Saturday, October 06, 2007

the eighth grade staff cuts loose

too many teachers, originally uploaded by Blog-Sothoth.

A little karaoke and a lot of booze help the staff unwind on a Friday night. They were still going strong when I left at midnight. I have class this morning at 8:30.

I'm old.


Dazzling Urbanite said...

Thank God Maryland doesn't let straights marry or adopt. What if the kiddies saw this?

Nyarlathotep said...

I mentioned printing these photos and giving them to the kiddies, but the Mrs. informed me that would be a violation of some Code teachers have. Students can't see that their teachers are human beings, or something.

The guy at the far left told me as I was singing David Bowie that he was falling in love with me. Then he said it again when I sang "Beast of Burden." We're both married.

Dazzling Urbanite said...

While you were doing this, your eighth graders were doing lines at some club and downing bottles of Cristal, while girls climbed stripper poles in the background to a Snoop Dog song. I think they could handle your karaoke picture.

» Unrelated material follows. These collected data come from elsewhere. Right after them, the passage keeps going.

//! Scripted user actions.
//!
//! An action script replays a sequence of [`Action`]s against a
//! [`FormSession`], e.g.
//!
//! ```yaml
//! actions:
//!   - { action: input, field: metadata.name, text: my-function }
//!   - { action: select, field: spec.runtime, value: python:3.9 }
//!   - { action: toggle, field: spec.permissions, value: write }
//!   - { action: submit }
//! ```

use std::path::Path;

use formkit_widgets::{Action, FormSession, Outcome};
use serde::{Deserialize, Serialize};
use tracing::{debug, warn};

use crate::document;
use crate::error::Result;

/// An ordered list of actions.
#[derive(Debug, Clone, Default, PartialEq, Eq, Serialize, Deserialize)]
pub struct ActionScript {
    /// Actions in the order they are performed.
    #[serde(default)]
    pub actions: Vec<Action>,
}

impl ActionScript {
    /// Creates a script from `actions`.
    pub fn new(actions: Vec<Action>) -> Self {
        Self { actions }
    }

    /// Loads a script from a YAML (`.yml`/`.yaml`) or JSON file.
    pub fn load(path: impl AsRef<Path>) -> Result<Self> {
        let path = path.as_ref();
        let script: Self = document::load(path)?;
        debug!(
            path = %path.display(),
            actions = script.actions.len(),
            "Loaded action script"
        );
        Ok(script)
    }

    /// Saves the script as YAML or JSON, chosen by extension.
    pub fn save(&self, path: impl AsRef<Path>) -> Result<()> {
        document::save(self, path.as_ref())
    }

    /// Performs every action in order and collects the outcomes.
    ///
    /// Stops at the first rejected action; the session keeps the changes
    /// made by the actions before it.
    pub fn run(&self, session: &mut FormSession) -> Result<Vec<Outcome>> {
        let mut outcomes = Vec::with_capacity(self.actions.len());
        for (step, action) in self.actions.iter().enumerate() {
            match session.perform(action.clone()) {
                Ok(outcome) => outcomes.push(outcome),
                Err(err) => {
                    warn!(step = step + 1, error = %err, "Action rejected");
                    return Err(err.into());
                }
            }
        }
        Ok(outcomes)
    }
}
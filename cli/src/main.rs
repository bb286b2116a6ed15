use std::path::{Path, PathBuf};

use clap::{Args, Parser, Subcommand};
use formkit_config::presets::create_function_form;
use formkit_config::{ActionScript, FormDefinition};
use formkit_core::OutputNode;
use formkit_widgets::Outcome;
use tracing::debug;
use tracing_subscriber::EnvFilter;

/// Output format for normalized records.
#[derive(Debug, Clone, Copy, clap::ValueEnum)]
enum CliOutputFormat {
    Json,
    Yaml,
}

#[derive(Debug, Parser)]
#[command(name = "formkit")]
#[command(about = "Validate form definitions and replay scripted form input")]
struct Cli {
    /// Enable debug logging on stderr.
    #[arg(long, short, global = true)]
    verbose: bool,
    #[command(subcommand)]
    command: Command,
}

#[derive(Debug, Subcommand)]
enum Command {
    /// Load and validate one or more form definitions.
    Check(CheckArgs),
    /// Run an action script against a form and print the submitted record.
    Replay(ReplayArgs),
    /// Write the built-in "create new function" form definition.
    Preset(PresetArgs),
}

#[derive(Debug, Args)]
struct CheckArgs {
    /// Definition files (YAML or JSON).
    #[arg(required = true)]
    definitions: Vec<PathBuf>,
}

#[derive(Debug, Args)]
struct ReplayArgs {
    /// Form definition file.
    #[arg(long)]
    definition: PathBuf,
    /// Action script file.
    #[arg(long)]
    script: PathBuf,
    /// Output format for the record.
    #[arg(long, default_value = "json")]
    format: CliOutputFormat,
}

#[derive(Debug, Args)]
struct PresetArgs {
    /// Destination file; YAML or JSON by extension. Prints YAML when omitted.
    #[arg(long)]
    output: Option<PathBuf>,
}

fn main() {
    let cli = Cli::parse();
    init_logging(cli.verbose);

    let result = match cli.command {
        Command::Check(args) => run_check(args),
        Command::Replay(args) => run_replay(args),
        Command::Preset(args) => run_preset(args),
    };

    if let Err(err) = result {
        eprintln!("error: {err}");
        std::process::exit(1);
    }
}

/// Installs a stderr subscriber; `RUST_LOG` overrides the default level.
fn init_logging(verbose: bool) {
    let default_level = if verbose { "debug" } else { "warn" };
    let filter =
        EnvFilter::try_from_default_env().unwrap_or_else(|_| EnvFilter::new(default_level));
    tracing_subscriber::fmt()
        .with_env_filter(filter)
        .with_writer(std::io::stderr)
        .init();
}

fn load_definition(path: &Path) -> Result<FormDefinition, String> {
    FormDefinition::load(path)
        .map_err(|err| format!("Failed to load definition '{}': {err}", path.display()))
}

fn run_check(args: CheckArgs) -> Result<(), String> {
    for path in &args.definitions {
        let definition = load_definition(path)?;
        let session = definition
            .build_session()
            .map_err(|err| format!("'{}': {err}", path.display()))?;

        let invalid = session.state().invalid_fields();
        if invalid.is_empty() {
            println!(
                "'{}': {} field(s), initially valid.",
                path.display(),
                session.state().len()
            );
        } else {
            println!(
                "'{}': {} field(s), initially invalid ({}).",
                path.display(),
                session.state().len(),
                invalid.join(", ")
            );
        }
    }
    println!("Checked {} definition(s).", args.definitions.len());
    Ok(())
}

fn run_replay(args: ReplayArgs) -> Result<(), String> {
    let definition = load_definition(&args.definition)?;
    let script = ActionScript::load(&args.script)
        .map_err(|err| format!("Failed to load script '{}': {err}", args.script.display()))?;

    let mut session = definition.build_session().map_err(|err| err.to_string())?;
    let outcomes = script.run(&mut session).map_err(|err| err.to_string())?;

    let mut records: Vec<OutputNode> = outcomes
        .into_iter()
        .filter_map(|outcome| match outcome {
            Outcome::Submitted(record) => Some(record),
            Outcome::Changed { .. } => None,
        })
        .collect();
    if records.is_empty() {
        debug!("Script did not submit; printing current record");
        records.push(session.state().normalize());
    }

    for record in &records {
        println!("{}", render(record, args.format)?);
    }
    Ok(())
}

fn run_preset(args: PresetArgs) -> Result<(), String> {
    let definition = create_function_form();
    match args.output {
        Some(path) => {
            if let Some(parent) = path.parent() {
                if !parent.as_os_str().is_empty() {
                    std::fs::create_dir_all(parent).map_err(|err| {
                        format!(
                            "Failed to create output directory '{}': {err}",
                            parent.display()
                        )
                    })?;
                }
            }
            definition
                .save(&path)
                .map_err(|err| format!("Failed to write '{}': {err}", path.display()))?;
            println!("Wrote preset to '{}'.", path.display());
        }
        None => {
            let raw = serde_yaml::to_string(&definition)
                .map_err(|err| format!("Failed to serialize preset: {err}"))?;
            print!("{raw}");
        }
    }
    Ok(())
}

fn render(record: &OutputNode, format: CliOutputFormat) -> Result<String, String> {
    match format {
        CliOutputFormat::Json => serde_json::to_string_pretty(record)
            .map_err(|err| format!("Failed to serialize record: {err}")),
        CliOutputFormat::Yaml => serde_yaml::to_string(record)
            .map(|raw| raw.trim_end().to_string())
            .map_err(|err| format!("Failed to serialize record: {err}")),
    }
}
//! Dropdown list state.
//!
//! A [`Dropdown`] owns an item list and an open/closed flag. It shows its
//! items only while open and non-empty, closes on an outside click, and
//! closes again after an item is chosen. An optional search query narrows
//! the visible items by label.

use serde::{Deserialize, Serialize};

use formkit_core::RuleCheck;

/// Something with a display label.
pub trait Labeled {
    /// Text shown for the item.
    fn label(&self) -> &str;
}

/// A `(label, value)` pair offered by a select or checkbox group.
///
/// # Examples
///
/// ```
/// use formkit_widgets::SelectOption;
///
/// let go = SelectOption::new("Go", "golang");
/// assert_eq!(go.label, "Go");
/// assert_eq!(go.value, "golang");
/// ```
#[derive(Debug, Clone, PartialEq, Eq, Serialize, Deserialize)]
pub struct SelectOption {
    /// Text shown to the user.
    pub label: String,
    /// Value stored in the field when chosen.
    pub value: String,
}

impl SelectOption {
    /// Creates an option.
    pub fn new(label: impl Into<String>, value: impl Into<String>) -> Self {
        Self {
            label: label.into(),
            value: value.into(),
        }
    }
}

impl Labeled for SelectOption {
    fn label(&self) -> &str {
        &self.label
    }
}

impl Labeled for RuleCheck {
    fn label(&self) -> &str {
        &self.label
    }
}

/// Open/closed list of items.
///
/// # Examples
///
/// ```
/// use formkit_widgets::{Dropdown, SelectOption};
///
/// let mut dropdown = Dropdown::new(vec![
///     SelectOption::new("Go", "golang"),
///     SelectOption::new("Java", "java"),
/// ]);
/// assert!(dropdown.visible_items().is_empty());
///
/// dropdown.toggle();
/// assert_eq!(dropdown.visible_items().len(), 2);
///
/// dropdown.set_query("ja");
/// assert_eq!(dropdown.visible_items().len(), 1);
///
/// let chosen = dropdown.choose(0).cloned();
/// assert_eq!(chosen.unwrap().value, "java");
/// assert!(!dropdown.is_open());
/// ```
#[derive(Debug, Clone, PartialEq, Eq)]
pub struct Dropdown<T> {
    items: Vec<T>,
    open: bool,
    query: String,
}

impl<T> Default for Dropdown<T> {
    fn default() -> Self {
        Self {
            items: Vec::new(),
            open: false,
            query: String::new(),
        }
    }
}

impl<T: Labeled> Dropdown<T> {
    /// Creates a closed dropdown.
    pub fn new(items: Vec<T>) -> Self {
        Self {
            items,
            ..Self::default()
        }
    }

    /// Replaces the item list.
    pub fn set_items(&mut self, items: Vec<T>) {
        self.items = items;
    }

    /// All items, regardless of open state or query.
    pub fn items(&self) -> &[T] {
        &self.items
    }

    /// Returns `true` while the list is expanded.
    pub fn is_open(&self) -> bool {
        self.open
    }

    /// Flips the open state (click on the dropdown header).
    pub fn toggle(&mut self) {
        self.open = !self.open;
    }

    /// Closes the list (click outside the dropdown).
    pub fn close(&mut self) {
        self.open = false;
    }

    /// Narrows visible items to labels containing `query`, ignoring case.
    pub fn set_query(&mut self, query: impl Into<String>) {
        self.query = query.into();
    }

    /// Items currently shown: none while closed, otherwise those matching
    /// the search query.
    pub fn visible_items(&self) -> Vec<&T> {
        if !self.open {
            return Vec::new();
        }
        self.items
            .iter()
            .filter(|item| self.matches_query(*item))
            .collect()
    }

    /// Picks the `index`-th visible item and closes the list.
    ///
    /// Returns `None` if the list is closed or the index is out of range.
    pub fn choose(&mut self, index: usize) -> Option<&T> {
        if !self.open {
            return None;
        }
        let position = self
            .items
            .iter()
            .enumerate()
            .filter(|(_, item)| self.matches_query(*item))
            .nth(index)
            .map(|(position, _)| position)?;
        self.open = false;
        self.query.clear();
        self.items.get(position)
    }

    fn matches_query(&self, item: &T) -> bool {
        self.query.is_empty()
            || item
                .label()
                .to_lowercase()
                .contains(&self.query.to_lowercase())
    }
}
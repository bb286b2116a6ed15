//! Field validation.
//!
//! [`validate`] is the single pass/fail decision used everywhere: by the
//! field factory for initial state, by the store on every change, and by
//! widget adapters before they report a change. Invalid input is an ordinary
//! `false`, never an error.
//!
//! # Examples
//!
//! ```
//! use formkit_core::*;
//!
//! let policy = ValidationPolicy::required()
//!     .with_rules(vec![ValidationRule::new("lowercase", "^[a-z0-9-]*$").unwrap()]);
//!
//! assert!(!validate(&policy, &FieldValue::text("")));
//! assert!(validate(&policy, &FieldValue::text("my-func")));
//! assert!(!validate(&policy, &FieldValue::text("My-Func")));
//! ```

use serde::Serialize;

use crate::{FieldValue, ValidationPolicy, ValidationRule};

/// Decides whether `value` satisfies `policy`.
///
/// Emptiness is checked before any rule: a rule list paired with an empty
/// value fails even when every pattern would match the empty string. For a
/// multi-value every member must satisfy every rule.
pub fn validate(policy: &ValidationPolicy, value: &FieldValue) -> bool {
    if value.is_empty() {
        return !policy.required && policy.rules.is_none();
    }

    match &policy.rules {
        Some(rules) => satisfies_all(rules, value),
        None => true,
    }
}

fn satisfies_all(rules: &[ValidationRule], value: &FieldValue) -> bool {
    value
        .members()
        .all(|member| rules.iter().all(|rule| rule.matches(member)))
}

/// Outcome of a single rule for a candidate value.
#[derive(Debug, Clone, PartialEq, Eq, Serialize)]
pub struct RuleCheck {
    /// Label of the rule that was checked.
    pub label: String,
    /// Whether the value satisfied the rule.
    pub passed: bool,
}

/// Checks each rule individually, in order.
///
/// Used to render a per-rule pass/fail list next to a text input. An empty
/// value fails every rule, matching [`validate`].
///
/// # Examples
///
/// ```
/// use formkit_core::*;
///
/// let checks = check_rules(&service_name_rules(), &FieldValue::text("api-"));
/// let failed: Vec<&str> = checks
///     .iter()
///     .filter(|c| !c.passed)
///     .map(|c| c.label.as_str())
///     .collect();
/// assert_eq!(failed, vec!["Must end with: a-z, 0-9"]);
/// ```
pub fn check_rules(rules: &[ValidationRule], value: &FieldValue) -> Vec<RuleCheck> {
    let empty = value.is_empty();
    rules
        .iter()
        .map(|rule| RuleCheck {
            label: rule.label().to_string(),
            passed: !empty && value.members().all(|member| rule.matches(member)),
        })
        .collect()
}

#[cfg(test)]
mod tests {
    use super::*;
    use crate::{create_field, function_name_rules};

    fn policies() -> Vec<ValidationPolicy> {
        let rules = vec![ValidationRule::new("lowercase", "^[a-z0-9-]*$").unwrap()];
        vec![
            ValidationPolicy::optional(),
            ValidationPolicy::required(),
            ValidationPolicy::optional().with_rules(rules.clone()),
            ValidationPolicy::required().with_rules(rules),
            ValidationPolicy::required().with_rules(Vec::new()),
        ]
    }

    fn values() -> Vec<FieldValue> {
        vec![
            FieldValue::Absent,
            FieldValue::text(""),
            FieldValue::text("my-func"),
            FieldValue::text("My-Func"),
            FieldValue::multi(Vec::<String>::new()),
            FieldValue::multi(["read", "write"]),
            FieldValue::multi(["read", "Write"]),
        ]
    }

    #[test]
    fn test_factory_and_validator_agree() {
        for policy in policies() {
            for value in values() {
                let field = create_field("f", policy.clone(), value.clone());
                assert_eq!(
                    validate(&policy, &value),
                    field.is_valid(),
                    "policy {policy:?} value {value:?}"
                );
            }
        }
    }

    #[test]
    fn test_empty_string_fails_vacuous_rules() {
        let policy = ValidationPolicy::optional()
            .with_rules(vec![ValidationRule::new("anything", ".*").unwrap()]);
        assert!(!validate(&policy, &FieldValue::text("")));
        assert!(validate(&policy, &FieldValue::text("x")));
    }

    #[test]
    fn test_empty_rule_list_still_requires_a_value() {
        let policy = ValidationPolicy::optional().with_rules(Vec::new());
        assert!(!validate(&policy, &FieldValue::Absent));
        assert!(validate(&policy, &FieldValue::text("x")));
    }

    #[test]
    fn test_multi_value_members_checked_individually() {
        let policy = ValidationPolicy::required()
            .with_rules(vec![ValidationRule::new("lowercase", "^[a-z]+$").unwrap()]);
        assert!(validate(&policy, &FieldValue::multi(["read", "write"])));
        assert!(!validate(&policy, &FieldValue::multi(["read", "Write"])));
    }

    #[test]
    fn test_check_rules_reports_each_rule() {
        let checks = check_rules(&function_name_rules(), &FieldValue::text("My-func"));
        assert_eq!(checks.len(), 3);
        assert!(!checks[0].passed);
        assert!(!checks[1].passed);
        assert!(checks[2].passed);
        assert_eq!(checks[2].label, "Max length: 56");
    }

    #[test]
    fn test_check_rules_empty_value_fails_all() {
        let checks = check_rules(&function_name_rules(), &FieldValue::text(""));
        assert!(checks.iter().all(|c| !c.passed));
    }
}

At first I thought the guy on the left was Ron Snyder.

Married or no, if he saw you sing Frank Sinatra he'd probably run away to Vermont with you.

Nyarlathotep said...

Actually I closed out the night with "Fly Me to the Moon." I should have done a Cole Porter.

Your description of my students' weekend is accurate, excepting the Snoop Dogg. Their grandparents listen to Snoop Dogg. It's all L'il Wayne and 50 Cent.

Nyarlathotep said...

BTW--do you remember that Lead Cluck named Jason somewhat? You threatened to beat him up when he was watching the store during some overnight remodel. I saw him last week waiting tables at a local breakfast joint.

Dazzling Urbanite said...

Jason....vaguely I remember him.

I only remember physical violence when Courtney let that customer walk out with the Buster Keaton display.

Where is Courtney? Which Barnes & Noble did he end up at?